Biographical details
- Born: c. 1875 Minneapolis, Minnesota, U.S.
- Died: December 1, 1906 (aged 31) Seattle, Washington, U.S.

Playing career
- 1903: Minnesota
- Position: Tackle

Coaching career (HC unless noted)
- 1904–1905: Kentucky State College

Head coaching record
- Overall: 15–4–1

Accomplishments and honors

Awards
- Consensus All-American (1903); Third-team All-American (1902); First-team All-Western (1903);

= Fred Schacht =

American football player, coach, and medical doctor

Frederick E. Schacht (c. 1875 – December 1, 1906) was an American college football coach, player, and medical doctor.
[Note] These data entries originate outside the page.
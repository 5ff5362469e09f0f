//! Continuation joining.
//!
//! Header detection only decides which physical lines start a message. This
//! module owns the second stage: folding the lines that follow a header into
//! its body. It is a two-state machine:
//!
//! ```text
//!              header                    header
//! AwaitingHeader ─────▶ InMessage ◀──────────────┐
//!      │                   │  └──── (flush) ─────┘
//!      │ other line        │ other line
//!      ▼                   ▼
//!   orphan           append "\n" + line
//! ```

use chrono::NaiveDateTime;

use super::header::HeaderContent;
use super::normalize::clean_edges;
use crate::config::ParserConfig;
use crate::record::MessageRecord;

/// Observable state of a [`MessageAssembler`].
#[derive(Debug, Clone, Copy, PartialEq, Eq)]
pub enum AssemblerState {
    /// No header seen yet; stray lines are orphans.
    AwaitingHeader,
    /// A message is open and accepts continuation lines.
    InMessage,
}

#[derive(Debug)]
enum Author {
    Person(String),
    System,
}

#[derive(Debug)]
struct Pending {
    timestamp: NaiveDateTime,
    author: Author,
    body: String,
}

#[derive(Debug)]
enum State {
    AwaitingHeader,
    InMessage(Pending),
}

/// Builds [`MessageRecord`]s from classified lines.
///
/// # Example
///
/// ```rust
/// use chatstat::config::ParserConfig;
/// use chatstat::parsing::{HeaderContent, MessageAssembler};
/// use chrono::NaiveDate;
///
/// let config = ParserConfig::default();
/// let ts = NaiveDate::from_ymd_opt(2023, 1, 1).unwrap().and_hms_opt(10, 0, 0).unwrap();
///
/// let mut assembler = MessageAssembler::new(&config);
/// assembler.push_header(ts, HeaderContent::Message { sender: "Alice", body: "Hello" });
/// assembler.push_continuation("world");
///
/// let records = assembler.finish();
/// assert_eq!(records[0].body, "Hello\nworld");
/// ```
#[derive(Debug)]
pub struct MessageAssembler<'c> {
    config: &'c ParserConfig,
    state: State,
    records: Vec<MessageRecord>,
    continuation_lines: usize,
    orphan_lines: usize,
}

impl<'c> MessageAssembler<'c> {
    /// Creates an assembler in the [`AwaitingHeader`](AssemblerState::AwaitingHeader) state.
    pub fn new(config: &'c ParserConfig) -> Self {
        Self {
            config,
            state: State::AwaitingHeader,
            records: Vec::new(),
            continuation_lines: 0,
            orphan_lines: 0,
        }
    }

    /// Returns the current state.
    pub fn state(&self) -> AssemblerState {
        match self.state {
            State::AwaitingHeader => AssemblerState::AwaitingHeader,
            State::InMessage(_) => AssemblerState::InMessage,
        }
    }

    /// Closes the open message (if any) and opens a new one.
    pub fn push_header(&mut self, timestamp: NaiveDateTime, content: HeaderContent<'_>) {
        let (author, body) = match content {
            HeaderContent::Message { sender, body } => (Author::Person(sender.to_string()), body),
            HeaderContent::Notification(text) => (Author::System, text),
        };

        let next = State::InMessage(Pending {
            timestamp,
            author,
            body: clean_edges(body).to_string(),
        });

        if let State::InMessage(done) = std::mem::replace(&mut self.state, next) {
            self.emit(done);
        }
    }

    /// Appends a non-header line to the open message.
    ///
    /// Returns `false` when there is no open message; the line is counted as
    /// an orphan and dropped.
    pub fn push_continuation(&mut self, line: &str) -> bool {
        match &mut self.state {
            State::InMessage(pending) => {
                pending.body.push('\n');
                pending.body.push_str(clean_edges(line));
                self.continuation_lines += 1;
                true
            }
            State::AwaitingHeader => {
                self.orphan_lines += 1;
                false
            }
        }
    }

    /// Number of lines appended to a message so far.
    pub fn continuation_lines(&self) -> usize {
        self.continuation_lines
    }

    /// Number of lines dropped because no header preceded them.
    pub fn orphan_lines(&self) -> usize {
        self.orphan_lines
    }

    /// Flushes the open message and returns every record in encounter order.
    pub fn finish(mut self) -> Vec<MessageRecord> {
        if let State::InMessage(done) = std::mem::replace(&mut self.state, State::AwaitingHeader) {
            self.emit(done);
        }
        self.records
    }

    fn emit(&mut self, pending: Pending) {
        let record = match pending.author {
            Author::Person(sender) => {
                let media = self.config.is_media(&pending.body);
                let deleted = self.config.is_deleted(&pending.body);
                MessageRecord::new(pending.timestamp, sender, pending.body)
                    .with_media(media)
                    .with_deleted(deleted)
            }
            Author::System => MessageRecord {
                system: true,
                ..MessageRecord::new(
                    pending.timestamp,
                    self.config.system_sender.clone(),
                    pending.body,
                )
            },
        };
        self.records.push(record);
    }
}
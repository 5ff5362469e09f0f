//! Count tables shared by the aggregations.
//!
//! Two tie-break policies exist and both are deterministic:
//!
//! - sender rankings: count descending, then name ascending
//!   ([`rank_by_count`]);
//! - word and emoji tables: count descending, then first occurrence in the
//!   export ([`FrequencyTable`]).

use std::collections::{BTreeMap, HashMap};

use serde::{Deserialize, Serialize};

/// One row of a count table.
#[derive(Debug, Clone, PartialEq, Eq, Hash, Serialize, Deserialize)]
pub struct Count<K> {
    pub key: K,
    pub count: usize,
}

impl<K> Count<K> {
    pub fn new(key: K, count: usize) -> Self {
        Self { key, count }
    }
}

/// Sorts accumulated counts by count descending, name ascending.
pub fn rank_by_count(counts: BTreeMap<String, usize>) -> Vec<Count<String>> {
    let mut ranked: Vec<Count<String>> = counts
        .into_iter()
        .map(|(key, count)| Count::new(key, count))
        .collect();
    // BTreeMap yields names ascending; the stable sort keeps that for ties
    ranked.sort_by(|a, b| b.count.cmp(&a.count));
    ranked
}

/// Frequency table ordered by count descending, ties by first occurrence.
///
/// # Example
///
/// ```rust
/// use chatstat::analysis::FrequencyTable;
///
/// let table = FrequencyTable::from_occurrences(["b", "a", "a", "c", "b"]);
/// let keys: Vec<&str> = table.entries().iter().map(|c| c.key.as_str()).collect();
/// assert_eq!(keys, ["b", "a", "c"]);
/// assert_eq!(table.get("a"), Some(2));
/// ```
#[derive(Debug, Clone, PartialEq, Eq, Default, Serialize, Deserialize)]
#[serde(transparent)]
pub struct FrequencyTable {
    entries: Vec<Count<String>>,
}

impl FrequencyTable {
    /// Builds a table from items in encounter order.
    pub fn from_occurrences<I, S>(items: I) -> Self
    where
        I: IntoIterator<Item = S>,
        S: AsRef<str>,
    {
        let mut index: HashMap<String, usize> = HashMap::new();
        let mut entries: Vec<Count<String>> = Vec::new();

        for item in items {
            let item = item.as_ref();
            match index.get(item) {
                Some(&i) => entries[i].count += 1,
                None => {
                    index.insert(item.to_string(), entries.len());
                    entries.push(Count::new(item.to_string(), 1));
                }
            }
        }

        entries.sort_by(|a, b| b.count.cmp(&a.count));
        Self { entries }
    }

    /// Full table.
    pub fn entries(&self) -> &[Count<String>] {
        &self.entries
    }

    /// The first `n` rows (fewer if the table is shorter).
    pub fn top(&self, n: usize) -> &[Count<String>] {
        &self.entries[..n.min(self.entries.len())]
    }

    /// Count for `key`, if present.
    pub fn get(&self, key: &str) -> Option<usize> {
        self.entries.iter().find(|c| c.key == key).map(|c| c.count)
    }

    /// Number of distinct keys.
    pub fn len(&self) -> usize {
        self.entries.len()
    }

    pub fn is_empty(&self) -> bool {
        self.entries.is_empty()
    }

    /// Sum of all counts.
    pub fn total(&self) -> usize {
        self.entries.iter().map(|c| c.count).sum()
    }
}
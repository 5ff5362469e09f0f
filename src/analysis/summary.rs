//! Volume totals for a selection.

use std::collections::{BTreeSet, HashMap};

use serde::{Deserialize, Serialize};

use crate::analysis::links::count_links;
use crate::analysis::{SenderFilter, select};
use crate::record::MessageRecord;

/// Totals over the records matching one sender filter.
#[derive(Debug, Clone, PartialEq, Eq, Default, Serialize, Deserialize)]
pub struct CountSummary {
    /// Selected records, system notifications included
    pub total_messages: usize,
    /// Whitespace-separated tokens across all bodies
    pub total_words: usize,
    /// Characters across all bodies
    pub total_characters: usize,
    /// Records whose body is the media placeholder
    pub total_media: usize,
    /// Sender with the most messages; ties go to whoever spoke first
    pub most_active_sender: Option<String>,
    /// URLs across all bodies
    pub total_links: usize,
}

/// Computes [`CountSummary`] for the selection.
///
/// Group notifications count towards every total but never become the most
/// active sender.
pub fn count_summary(records: &[MessageRecord], filter: &SenderFilter) -> CountSummary {
    let mut summary = CountSummary::default();
    // sender -> (messages, index of first message)
    let mut per_sender: HashMap<&str, (usize, usize)> = HashMap::new();

    for (index, record) in select(records, filter).enumerate() {
        summary.total_messages += 1;
        summary.total_words += record.word_count();
        summary.total_characters += record.char_count();
        summary.total_links += count_links(&record.body);
        if record.is_media() {
            summary.total_media += 1;
        }
        if !record.is_system() {
            per_sender.entry(record.sender.as_str()).or_insert((0, index)).0 += 1;
        }
    }

    summary.most_active_sender = per_sender
        .into_iter()
        .max_by(|(_, (count_a, first_a)), (_, (count_b, first_b))| {
            count_a.cmp(count_b).then(first_b.cmp(first_a))
        })
        .map(|(sender, _)| sender.to_string());

    summary
}

/// Distinct human senders, sorted ascending.
///
/// ```rust
/// use chatstat::analysis::senders;
/// use chatstat::parser::LogParser;
///
/// let raw = "01/01/23, 10:00 - Zoe: hi\n01/01/23, 10:01 - Alice added Bob\n01/01/23, 10:02 - Bob: yo";
/// let records = LogParser::new().parse_str(raw)?;
/// assert_eq!(senders(&records), ["Bob", "Zoe"]);
/// # Ok::<(), chatstat::ChatstatError>(())
/// ```
pub fn senders(records: &[MessageRecord]) -> Vec<String> {
    records
        .iter()
        .filter(|r| !r.is_system())
        .map(|r| r.sender.as_str())
        .collect::<BTreeSet<_>>()
        .into_iter()
        .map(str::to_string)
        .collect()
}
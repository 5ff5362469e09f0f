//! Building blocks of the export parser.
//!
//! Parsing is split into stages that can be exercised on their own:
//!
//! - [`normalize`] - strip directional marks, fold exotic spaces
//! - [`header`] - recognise `<date>, <time> - <rest>` lines and split the sender
//! - [`timestamp`] - settle the date order for the export, build timestamps
//! - [`assembler`] - join continuation lines onto the open message
//!
//! [`LogParser`](crate::parser::LogParser) wires them together.

pub mod assembler;
pub mod header;
pub mod normalize;
pub mod timestamp;

pub use assembler::{AssemblerState, MessageAssembler};
pub use header::{HeaderContent, HeaderLine, Meridiem, RawStamp, match_header, split_sender};
pub use normalize::{is_directional_mark, normalize_line};
pub use timestamp::{FieldOrder, build_timestamp, resolve_order};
He served as the head football coach at Kentucky State College—now known as the University of Kentucky—from 1904 to 1905, compiling a record of 15–4–1.

==Early life and college==
A native of Minneapolis, Schacht joined the United States Army during the Spanish–American War and served with the 13th Minnesota Volunteers. He then attended the University of Minnesota, and was initiated as a member of the Nu Sigma Nu professional medical fraternity on March 9, 1901. He played on the football team as a tackle in 1903, and the 216-pound Schacht was reportedly "a terror on offense." He starred in Minnesota's 1903 victory over Wisconsin, but gained his greatest acclaim for his role in that season's game against Michigan. Schacht broke three ribs shortly before the game, but refused to go to the hospital and showed up beforehand with his body "encased in a steel harness." Despite the broken ribs, he carried the ball three times for 40-, 50- and 60-yard gains after the kickoff. The contest ended in a tie, which made it the first game Michigan had not won in three years, with Schacht being "hailed throughout the west as the greatest tackle of a decade." After the season, he was named to several All-America teams: Caspar Whitney's first team, Walter Camp's second team, and Fielding H. Yost's second team. Schacht received a Doctor of Medicine degree from Minnesota in 1903.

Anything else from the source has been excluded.